Smithies as Strong as Steel:  A Review of “Steel Magnolias”

Photo Courtesy of smith.edu

Photo Courtesy of smith.edu | Steel Magnolias, a play about friendship, family and loss, opened on Oct. 21.

Eleanor Igwe ’17
Contributing Writer

Students and local community members packed the seats of Mendenhall’s main theater on the penultimate night of Smith College’s staging of Robert Harlow’s hit play “Steel Magnolias.” Despite the play having been written and debuted in 1987, the universality of its themes about family, female friendship and loss have led to its being staged in countless countries and to its adaptation into two feature-length films. The Smith theatre brought to its adaptation first-class design, stellar acting and technical expertise that made the whole performance flow.
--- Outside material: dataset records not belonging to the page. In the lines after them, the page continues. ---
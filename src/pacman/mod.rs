// src/pacman/mod.rs

//! Installed-package queries
//!
//! Two backends answer the same three questions (which groups exist, which
//! packages are explicitly installed, which are installed at all):
//! - [`Pacman`]: asks the `pacman` binary (`-Qg`, `-Qe`, `-Q`)
//! - [`LocalDatabase`]: reads pacman's local database from disk
//!
//! Each answer is computed at most once per backend instance.

pub mod local;

use crate::config::{Backend, Settings};
use crate::error::{Error, Result};
use crate::exec::shell_join;
use std::cell::OnceCell;
use std::collections::{BTreeMap, BTreeSet};
use std::process::Command;
use tracing::debug;

pub use local::LocalDatabase;

/// Group name to member package names
pub type GroupMap = BTreeMap<String, BTreeSet<String>>;

/// Read-only view of the packages installed on the system
pub trait PackageDatabase {
    /// Groups of installed packages and their members
    fn groups(&self) -> Result<&GroupMap>;

    /// Packages installed with reason "explicit"
    fn explicit_packages(&self) -> Result<&BTreeSet<String>>;

    /// All installed packages
    fn installed_packages(&self) -> Result<&BTreeSet<String>>;
}

/// Build the backend selected in the settings
pub fn open(settings: &Settings) -> Box<dyn PackageDatabase> {
    match settings.backend {
        Backend::Pacman => Box::new(Pacman::new()),
        Backend::Local => Box::new(LocalDatabase::new(&settings.db_path)),
    }
}

/// Return the cached value, loading it on first use
pub(crate) fn cached<T>(cell: &OnceCell<T>, load: impl FnOnce() -> Result<T>) -> Result<&T> {
    if let Some(value) = cell.get() {
        return Ok(value);
    }
    let value = load()?;
    Ok(cell.get_or_init(|| value))
}

/// Backend that shells out to `pacman`
#[derive(Debug, Default)]
pub struct Pacman {
    groups: OnceCell<GroupMap>,
    explicit: OnceCell<BTreeSet<String>>,
    installed: OnceCell<BTreeSet<String>>,
}

impl Pacman {
    pub fn new() -> Self {
        Self::default()
    }

    /// Run `pacman <args>` and return its non-empty output lines
    fn query(&self, args: &[&str]) -> Result<Vec<String>> {
        let mut argv = vec!["pacman"];
        argv.extend_from_slice(args);
        let command_line = shell_join(&argv);
        debug!("Querying: {}", command_line);

        let output = Command::new("pacman").args(args).output()?;
        if !output.status.success() {
            let stderr = String::from_utf8_lossy(&output.stderr).trim().to_owned();
            return Err(Error::CommandFailed {
                command: command_line,
                status: if stderr.is_empty() {
                    output.status.to_string()
                } else {
                    stderr
                },
            });
        }

        let stdout = String::from_utf8_lossy(&output.stdout);
        Ok(non_empty_lines(&stdout))
    }
}

impl PackageDatabase for Pacman {
    fn groups(&self) -> Result<&GroupMap> {
        cached(&self.groups, || Ok(parse_group_lines(&self.query(&["-Qg"])?)))
    }

    fn explicit_packages(&self) -> Result<&BTreeSet<String>> {
        cached(&self.explicit, || {
            Ok(parse_package_lines(&self.query(&["-Qe"])?))
        })
    }

    fn installed_packages(&self) -> Result<&BTreeSet<String>> {
        cached(&self.installed, || Ok(parse_package_lines(&self.query(&["-Q"])?)))
    }
}

fn non_empty_lines(output: &str) -> Vec<String> {
    output
        .lines()
        .filter(|line| !line.is_empty())
        .map(str::to_string)
        .collect()
}

/// Parse `pacman -Qg` output: one `<group> <package>` pair per line
pub fn parse_group_lines<S: AsRef<str>>(lines: &[S]) -> GroupMap {
    let mut groups = GroupMap::new();
    for line in lines {
        let mut fields = line.as_ref().split_whitespace();
        if let (Some(group), Some(package)) = (fields.next(), fields.next()) {
            groups
                .entry(group.to_string())
                .or_default()
                .insert(package.to_string());
        }
    }
    groups
}

/// Parse `pacman -Q`/`-Qe` output: the package name is the first field
pub fn parse_package_lines<S: AsRef<str>>(lines: &[S]) -> BTreeSet<String> {
    lines
        .iter()
        .filter_map(|line| line.as_ref().split_whitespace().next())
        .map(str::to_string)
        .collect()
}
The first feature that jumped out at audience members when the play started was the costumes. Created by Theresa Miles ’18, the costume designs consisted of a colorful assortment of bright ’80s colors and patterns. These included a fabulous array of pink outfits, one of the main character’s favorite colors. The costume choices played well against the backdrop of an exquisitely designed set (with working shampoo basins) by Serena Yau ’18 with lighting design by Chase Trumbull ’14.

Emily Wilson ’17 brought a meticulous and fitting sound design to the production using a radio announcer greeting that everyone in the audience enjoyed. The show was wonderfully directed by Jennifer Sturley ‘17J, while the actors Caitlyn Conley, Jill Cannon ‘19J, Alyson Daniels ’17, Gracie Elliott ’19, Kimberly Salditt-Poulin and Divya Schlesinger ’18, brought admirable spirit and flawless accents (as far as I can tell) to their roles as small-town Louisianan women.

The story follows five women in the small town of Chinquapin. There’s Truvy, the hairdresser who owns the beauty shop that most of the play takes place in; Annelle, who’s new in town and in an iffy relationship; Clairee, a small-socialite; M’Lynn and Shelby, a mother and daughter; and Ouiser, a misanthrope who loves her dog more than any person. While all five women have their own struggles and plot points, the inspiration for the focus on the mother and daughter is based on the playwright’s own experience of losing his diabetic sister to an unsuccessful kidney transplant.

The play starts on Shelby’s wedding day and progresses to Shelby’s announcement of her pregnancy and to M’Lynn’s grieving over her loss. From bickering about wedding hairdos to conflict about the wisdom of a decision to undertake a medically risky pregnancy, the simultaneous tension and affection between mother and daughter is apparent and relatable to many people’s experiences. There was silence in the house as M’Lynn wailed over the loss of her daughter and it was clear that the audience was moved.

It’s also important to note that “Steel Magnolias” is a play not only about friendship, but about women coming together to support each other in difficult situations staged at a women’s college with women in almost all the roles, both creative and technical. The characters allude to boyfriends, husbands and sons, but solely women enter the beauty shop. A play about a women’s space is an apt production to put on at Smith and other women’s colleges and women-centered spaces, as we continue to hash out what it means to be a woman and the importance of female-exclusive spaces.

With the innovation, creativity and passion that the Smith College theatre department clearly brings to every show, I’m amazed that up until this point, I’d only seen two playreadings, and never a fully staged play. For anyone else on the Smith College campus or in the local community who’s in the same position, I want to insist that the Smith College theatre is not an experience to miss.